Collected data
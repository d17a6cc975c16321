//! CLI entrypoint for the tlsprobe verification harness.

use std::io::Read;
use std::path::PathBuf;
use std::time::Instant;

use clap::{Parser, Subcommand};
use tlsprobe_core::StorageScope;
use tlsprobe_harness::structured_log::{LogEmitter, LogEntry, LogLevel, Outcome};
use tlsprobe_harness::{ProbeReport, run_in_process, run_probe, verify_capture};

/// Verification tooling for the tlsprobe storage-scope demo.
#[derive(Debug, Parser)]
#[command(name = "tlsprobe-harness")]
#[command(about = "Verification harness for the tlsprobe storage-scope demo")]
struct Cli {
    #[command(subcommand)]
    command: Command,
}

#[derive(Debug, Subcommand)]
enum Command {
    /// Run a scenario in-process and verify every trace.
    Probe {
        /// Storage scope to exercise (process/normal or thread/tls).
        #[arg(long, default_value = "thread")]
        scope: StorageScope,
        /// Run the five-worker variant instead of single-threaded.
        #[arg(long)]
        threaded: bool,
        /// Output report path (JSON). If omitted, prints to stdout.
        #[arg(long)]
        report: Option<PathBuf>,
        /// Structured JSONL log path.
        #[arg(long)]
        log: Option<PathBuf>,
    },
    /// Spawn a probe executable, capture its output, and verify it.
    Run {
        /// Path to the probe executable.
        #[arg(long)]
        probe: PathBuf,
        /// Output report path (JSON). If omitted, prints to stdout.
        #[arg(long)]
        report: Option<PathBuf>,
        /// Structured JSONL log path.
        #[arg(long)]
        log: Option<PathBuf>,
    },
    /// Assemble text through an external assembler and print the code bytes as hex.
    AsmHex {
        /// Assembly source text. If omitted, reads from stdin.
        source: Option<String>,
        /// Assembler executable.
        #[arg(long, default_value = "as")]
        assembler: String,
        /// objcopy executable used to extract the flat binary.
        #[arg(long, default_value = "objcopy")]
        objcopy: String,
    },
}

fn emit_outcome(
    log: Option<&PathBuf>,
    run_id: &str,
    entry: LogEntry,
) -> Result<(), Box<dyn std::error::Error>> {
    if let Some(path) = log {
        let mut emitter = LogEmitter::to_file(path, run_id)?;
        emitter.emit_entry(entry)?;
        emitter.flush()?;
    }
    Ok(())
}

fn finish_report(
    report: ProbeReport,
    path: Option<&PathBuf>,
) -> Result<(), Box<dyn std::error::Error>> {
    let json = report.to_json()?;
    if let Some(path) = path {
        std::fs::write(path, &json)?;
        eprintln!("Wrote report to {}", path.display());
    } else {
        println!("{json}");
    }
    if !report.passed() {
        return Err("probe verification failed".into());
    }
    Ok(())
}

fn main() -> Result<(), Box<dyn std::error::Error>> {
    let cli = Cli::parse();

    match cli.command {
        Command::Probe {
            scope,
            threaded,
            report,
            log,
        } => {
            let case = if threaded { "workers" } else { "single" };
            eprintln!("Running {scope} scope in-process ({case})");
            let started = Instant::now();
            let probe_report = run_in_process(scope, threaded);
            let outcome = if probe_report.passed() {
                Outcome::Pass
            } else {
                Outcome::Fail
            };
            emit_outcome(
                log.as_ref(),
                "probe",
                LogEntry::new("", LogLevel::Info, "in_process_probe")
                    .with_scope(scope)
                    .with_case(case)
                    .with_outcome(outcome)
                    .with_duration_ms(started.elapsed().as_millis() as u64),
            )?;
            finish_report(probe_report, report.as_ref())?;
        }
        Command::Run { probe, report, log } => {
            eprintln!("Spawning probe {}", probe.display());
            let started = Instant::now();
            let capture = run_probe(&probe)?;
            let source = probe.display().to_string();
            let probe_report = verify_capture(&capture, &source)?;
            let outcome = if probe_report.passed() {
                Outcome::Pass
            } else {
                Outcome::Fail
            };
            emit_outcome(
                log.as_ref(),
                "run",
                LogEntry::new("", LogLevel::Info, "capture_probe")
                    .with_case("capture")
                    .with_probe(&source)
                    .with_outcome(outcome)
                    .with_duration_ms(started.elapsed().as_millis() as u64),
            )?;
            finish_report(probe_report, report.as_ref())?;
        }
        Command::AsmHex {
            source,
            assembler,
            objcopy,
        } => {
            let source = match source {
                Some(text) => text,
                None => {
                    let mut buffer = String::new();
                    std::io::stdin().read_to_string(&mut buffer)?;
                    buffer
                }
            };
            let hex = tlsprobe_harness::asm_hex::assemble_hex(&source, &assembler, &objcopy)?;
            println!("{hex}");
        }
    }

    Ok(())
}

ACTIVITY — Only the lines above, from the first through the one holding "use tlsprobe_core::StorageScope;", are to be output, and they must be copied exactly.

TASK ANSWER —
repository d17a6cc975c16321
//! CLI entrypoint for the tlsprobe verification harness.

use std::io::Read;
use std::path::PathBuf;
use std::time::Instant;

use clap::{Parser, Subcommand};
use tlsprobe_core::StorageScope;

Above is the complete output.